Your instructions: Reproduce the first line of the entries that follow and each later line, word for word, ending with the one containing "#[derive(Debug, Clone, PartialEq, Eq, Serialize, Deserialize)]".

Saved data entries:
============
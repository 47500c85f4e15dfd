// ── Facility document ──
//
// Nested facility → position tree loaded once at startup. It is the
// source for the call directory and for dial-code resolution, and is
// replaced wholesale when the backend pushes a `facility` message.

use std::collections::BTreeMap;
use std::fmt;
use std::path::PathBuf;

use serde::{Deserialize, Serialize};
use url::Url;
use vccs_api::transport::TransportConfig;

use super::line::LineSlot;
use crate::error::CoreError;

/// `trunk name → (dial code → target identifier)`.
pub type DialCodeTable = BTreeMap<String, BTreeMap<String, String>>;

/// An operator position.
#[derive(Debug, Clone, PartialEq, Eq, Serialize, Deserialize)]
pub struct Position {
    /// Callsign, unique across the document.
    pub cs: String,

    #[serde(default)]
    pub label: String,

    /// Primary frequency in Hz.
    #[serde(default, alias = "freq", skip_serializing_if = "Option::is_none")]
    pub frequency: Option<u64>,

    #[serde(default)]
    pub lines: Vec<LineSlot>,

    #[serde(default, skip_serializing_if = "Option::is_none")]
    pub dial_codes: Option<DialCodeTable>,
}

impl Position {
    pub fn new(cs: impl Into<String>, label: impl Into<String>) -> Self {
        Self {
            cs: cs.into(),
            label: label.into(),
            frequency: None,
            lines: Vec::new(),
            dial_codes: None,
        }
    }

    pub fn with_lines(mut self, lines: impl IntoIterator<Item = LineSlot>) -> Self {
        self.lines = lines.into_iter().collect();
        self
    }
}

/// A facility level. The document root is itself a facility.
#[derive(Debug, Clone, Default, PartialEq, Eq, Serialize, Deserialize)]
pub struct Facility {
    pub id: String,

    #[serde(default)]
    pub name: String,

    #[serde(default)]
    pub positions: Vec<Position>,

    #[serde(default, alias = "childFacilities")]
    pub children: Vec<Facility>,

    #[serde(default, skip_serializing_if = "Option::is_none")]
    pub dial_codes: Option<DialCodeTable>,
}

impl Facility {
    pub fn from_json(value: serde_json::Value) -> Result<Self, CoreError> {
        serde_json::from_value(value).map_err(|e| CoreError::Facility {
            message: e.to_string(),
        })
    }

    /// Find a position by callsign: this level's positions first, then
    /// each child facility recursively.
    pub fn find_position(&self, cs: &str) -> Option<&Position> {
        self.owner_chain(cs).map(|(_, position)| position)
    }

    /// Facility chain (root first) leading to the facility that owns `cs`.
    pub fn owner_chain(&self, cs: &str) -> Option<(Vec<&Facility>, &Position)> {
        if let Some(position) = self.positions.iter().find(|p| p.cs == cs) {
            return Some((vec![self], position));
        }
        self.children.iter().find_map(|child| {
            child.owner_chain(cs).map(|(mut chain, position)| {
                chain.insert(0, self);
                (chain, position)
            })
        })
    }

    /// Every position in the tree, depth-first, with its owning facility.
    pub fn all_positions(&self) -> Vec<(&Facility, &Position)> {
        let mut out: Vec<(&Facility, &Position)> =
            self.positions.iter().map(|p| (self, p)).collect();
        for child in &self.children {
            out.extend(child.all_positions());
        }
        out
    }

    pub fn position_count(&self) -> usize {
        self.positions.len()
            + self
                .children
                .iter()
                .map(Facility::position_count)
                .sum::<usize>()
    }
}

// ── Facility source ─────────────────────────────────────────────────

/// Where the startup facility document comes from.
#[derive(Debug, Clone, PartialEq, Eq)]
pub enum FacilitySource {
    File(PathBuf),
    Url(Url),
}

impl FacilitySource {
    /// `http(s)://` locations are fetched; anything else is a local path.
    pub fn parse(location: &str) -> Self {
        match Url::parse(location) {
            Ok(url) if matches!(url.scheme(), "http" | "https") => Self::Url(url),
            _ => Self::File(PathBuf::from(location)),
        }
    }

    pub async fn load(&self, transport: &TransportConfig) -> Result<Facility, CoreError> {
        let value = match self {
            Self::File(path) => {
                let text = std::fs::read_to_string(path).map_err(|e| CoreError::Facility {
                    message: format!("cannot read {}: {e}", path.display()),
                })?;
                serde_json::from_str(&text).map_err(|e| CoreError::Facility {
                    message: format!("{}: {e}", path.display()),
                })?
            }
            Self::Url(url) => transport.fetch_json(url).await?,
        };

        let facility = Facility::from_json(value)?;
        tracing::debug!(
            source = %self,
            facility = %facility.id,
            positions = facility.position_count(),
            "facility document loaded"
        );
        Ok(facility)
    }
}

impl fmt::Display for FacilitySource {
    fn fmt(&self, f: &mut fmt::Formatter<'_>) -> fmt::Result {
        match self {
            Self::File(path) => write!(f, "{}", path.display()),
            Self::Url(url) => write!(f, "{url}"),
        }
    }
}

#[cfg(test)]
#[allow(clippy::unwrap_used)]
mod tests {
    use super::*;
    use serde_json::json;

    fn sample() -> Facility {
        Facility::from_json(json!({
            "id": "ZOA",
            "name": "Oakland Center",
            "positions": [
                { "cs": "OAK_40_CTR", "label": "Sector 40", "freq": 127_800_000,
                  "lines": [["100", "1", "Tower"], [], ["200", "2", "Shout A"]] }
            ],
            "children": [
                {
                    "id": "NCT",
                    "name": "NorCal TRACON",
                    "dial_codes": { "APCH": { "11": "OAK_40_CTR", "12": "SFO_U_APP" } },
                    "positions": [ { "cs": "SFO_U_APP", "label": "Woodside", "lines": [] } ],
                    "children": [
                        { "id": "SFO", "positions": [ { "cs": "SFO_TWR", "label": "Tower" } ] }
                    ]
                }
            ]
        }))
        .unwrap()
    }

    #[test]
    fn finds_positions_at_every_depth() {
        let root = sample();
        assert_eq!(root.find_position("OAK_40_CTR").unwrap().frequency, Some(127_800_000));
        assert_eq!(root.find_position("SFO_TWR").unwrap().label, "Tower");
        assert!(root.find_position("LAX_TWR").is_none());
        assert_eq!(root.position_count(), 3);
    }

    #[test]
    fn owner_chain_runs_root_first() {
        let root = sample();
        let (chain, position) = root.owner_chain("SFO_TWR").unwrap();
        let ids: Vec<&str> = chain.iter().map(|f| f.id.as_str()).collect();
        assert_eq!(ids, ["ZOA", "NCT", "SFO"]);
        assert_eq!(position.cs, "SFO_TWR");
    }

    #[test]
    fn all_positions_is_depth_first() {
        let root = sample();
        let cs: Vec<&str> = root.all_positions().iter().map(|(_, p)| p.cs.as_str()).collect();
        assert_eq!(cs, ["OAK_40_CTR", "SFO_U_APP", "SFO_TWR"]);
    }

    #[test]
    fn source_parsing() {
        assert!(matches!(
            FacilitySource::parse("https://example.com/zoa.json"),
            FacilitySource::Url(_)
        ));
        assert_eq!(
            FacilitySource::parse("./facilities/zoa.json"),
            FacilitySource::File(PathBuf::from("./facilities/zoa.json"))
        );
    }

    #[tokio::test]
    async fn loads_from_file() {
        let dir = tempfile::tempdir().unwrap();
        let path = dir.path().join("zoa.json");
        std::fs::write(&path, serde_json::to_string(&sample()).unwrap()).unwrap();

        let loaded = FacilitySource::File(path)
            .load(&TransportConfig::default())
            .await
            .unwrap();
        assert_eq!(loaded, sample());
    }

    #[tokio::test]
    async fn missing_file_is_a_facility_error() {
        let err = FacilitySource::File(PathBuf::from("/nonexistent/zoa.json"))
            .load(&TransportConfig::default())
            .await
            .unwrap_err();
        assert!(matches!(err, CoreError::Facility { .. }));
    }

    #[tokio::test]
    async fn loads_from_url() {
        use wiremock::matchers::method;
        use wiremock::{Mock, MockServer, ResponseTemplate};

        let server = MockServer::start().await;
        Mock::given(method("GET"))
            .respond_with(ResponseTemplate::new(200).set_body_json(sample()))
            .mount(&server)
            .await;

        let url = Url::parse(&format!("{}/zoa.json", server.uri())).unwrap();
        let loaded = FacilitySource::Url(url)
            .load(&TransportConfig::default())
            .await
            .unwrap();
        assert_eq!(loaded.id, "ZOA");
    }
}
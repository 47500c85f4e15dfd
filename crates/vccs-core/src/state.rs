// ── Published console state ──
//
// The value observers receive from the debounced publisher. Every field
// is owned data; snapshots are shared as `Arc<ConsoleState>` and never
// mutated after publication.

use std::collections::BTreeSet;
use std::fmt;
use std::str::FromStr;

use chrono::{DateTime, Utc};
use serde::Serialize;
use strum::EnumString;
use vccs_api::ChannelStatusEvent;

use crate::classifier::CallKind;
use crate::config::OverrideRule;
use crate::model::LineType;

/// Operator identity announced by the backend.
#[derive(Debug, Clone, PartialEq, Eq, Serialize)]
pub struct Identity {
    pub callsign: String,
    /// Numeric id used for the identity-linked auxiliary line.
    pub id: Option<u64>,
}

/// A G/G, override or VSCS status entry enriched from the call directory.
#[derive(Debug, Clone, PartialEq, Eq, Serialize)]
pub struct LineStatus {
    /// Raw call identifier as received.
    pub call: String,
    pub kind: CallKind,
    /// Call identifier with its subsystem prefix stripped.
    pub line_id: String,
    /// Directory label, or the line id when the directory has no entry.
    pub label: String,
    /// `None` when the directory has no entry.
    pub line_type: Option<LineType>,
    pub status: String,
    #[serde(skip_serializing_if = "Option::is_none")]
    pub talking: Option<bool>,
}

/// One slot of the G/G panel.
#[derive(Debug, Clone, PartialEq, Eq, Serialize)]
#[serde(tag = "slot", rename_all = "snake_case")]
pub enum GgSlot {
    Placeholder,
    Line(LineStatus),
}

impl GgSlot {
    pub fn line(&self) -> Option<&LineStatus> {
        match self {
            Self::Placeholder => None,
            Self::Line(status) => Some(status),
        }
    }
}

/// Progress of the last dial-code call.
///
/// Backend progress strings that are not listed here are kept verbatim.
#[derive(Debug, Clone, Default, PartialEq, Eq, Serialize, EnumString)]
#[serde(rename_all = "snake_case")]
#[strum(serialize_all = "snake_case")]
pub enum DialStatus {
    #[default]
    Idle,
    Dialing,
    Ringing,
    Connected,
    Busy,
    /// Local resolution failed or the backend rejected the call.
    Error,
    #[strum(default)]
    Other(String),
}

impl DialStatus {
    pub fn parse(text: &str) -> Self {
        Self::from_str(text.trim()).unwrap_or_else(|_| Self::Other(text.to_owned()))
    }

    pub fn as_str(&self) -> &str {
        match self {
            Self::Idle => "idle",
            Self::Dialing => "dialing",
            Self::Ringing => "ringing",
            Self::Connected => "connected",
            Self::Busy => "busy",
            Self::Error => "error",
            Self::Other(text) => text,
        }
    }
}

impl fmt::Display for DialStatus {
    fn fmt(&self, f: &mut fmt::Formatter<'_>) -> fmt::Result {
        f.write_str(self.as_str())
    }
}

/// Everything a console view renders.
#[derive(Debug, Clone, Default, PartialEq, Eq, Serialize)]
pub struct ConsoleState {
    pub identity: Option<Identity>,
    /// Selected callsigns, primary first.
    pub positions: Vec<String>,

    // ── Latest channel status, per bucket ──
    pub ag: Vec<ChannelStatusEvent>,
    pub gg: Vec<GgSlot>,
    pub vscs: Vec<LineStatus>,
    pub overrides: Vec<LineStatus>,

    // ── Transient signals ──
    pub transmit_key: bool,
    /// Frequencies with voice activity, in Hz.
    pub talking: BTreeSet<u64>,
    pub dial_status: DialStatus,
    pub version: Option<String>,
    pub last_call: Option<String>,
    pub updated_at: Option<DateTime<Utc>>,

    #[serde(skip)]
    pub override_rule: OverrideRule,
}

impl ConsoleState {
    /// Whether another position is currently overriding this one.
    pub fn overridden(&self) -> bool {
        self.overrides
            .iter()
            .any(|entry| self.override_rule.is_overriding(&entry.status))
    }

    /// G/G lines, placeholders skipped.
    pub fn gg_lines(&self) -> impl Iterator<Item = &LineStatus> {
        self.gg.iter().filter_map(GgSlot::line)
    }
}

#[cfg(test)]
mod tests {
    use super::*;

    fn override_entry(status: &str) -> LineStatus {
        LineStatus {
            call: "OV_300".into(),
            kind: CallKind::Override,
            line_id: "300".into(),
            label: "300".into(),
            line_type: None,
            status: status.into(),
            talking: None,
        }
    }

    #[test]
    fn dial_status_keeps_unknown_progress_verbatim() {
        assert_eq!(DialStatus::parse("dialing"), DialStatus::Dialing);
        assert_eq!(DialStatus::parse("error"), DialStatus::Error);
        assert_eq!(
            DialStatus::parse("queued"),
            DialStatus::Other("queued".into())
        );
        assert_eq!(DialStatus::Other("queued".into()).to_string(), "queued");
        assert_eq!(DialStatus::default().to_string(), "idle");
    }

    #[test]
    fn overridden_follows_rule() {
        let mut state = ConsoleState {
            overrides: vec![override_entry("hold")],
            ..ConsoleState::default()
        };
        assert!(!state.overridden());

        state.override_rule = OverrideRule::Strict;
        assert!(state.overridden());

        state.overrides = vec![override_entry("idle"), override_entry("active")];
        state.override_rule = OverrideRule::Lenient;
        assert!(state.overridden());
    }
}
============
Answer space:
repository 47500c85f4e15dfd
// ── Facility document ──
//
// Nested facility → position tree loaded once at startup. It is the
// source for the call directory and for dial-code resolution, and is
// replaced wholesale when the backend pushes a `facility` message.

use std::collections::BTreeMap;
use std::fmt;
use std::path::PathBuf;

use serde::{Deserialize, Serialize};
use url::Url;
use vccs_api::transport::TransportConfig;

use super::line::LineSlot;
use crate::error::CoreError;

/// `trunk name → (dial code → target identifier)`.
pub type DialCodeTable = BTreeMap<String, BTreeMap<String, String>>;

/// An operator position.
#[derive(Debug, Clone, PartialEq, Eq, Serialize, Deserialize)]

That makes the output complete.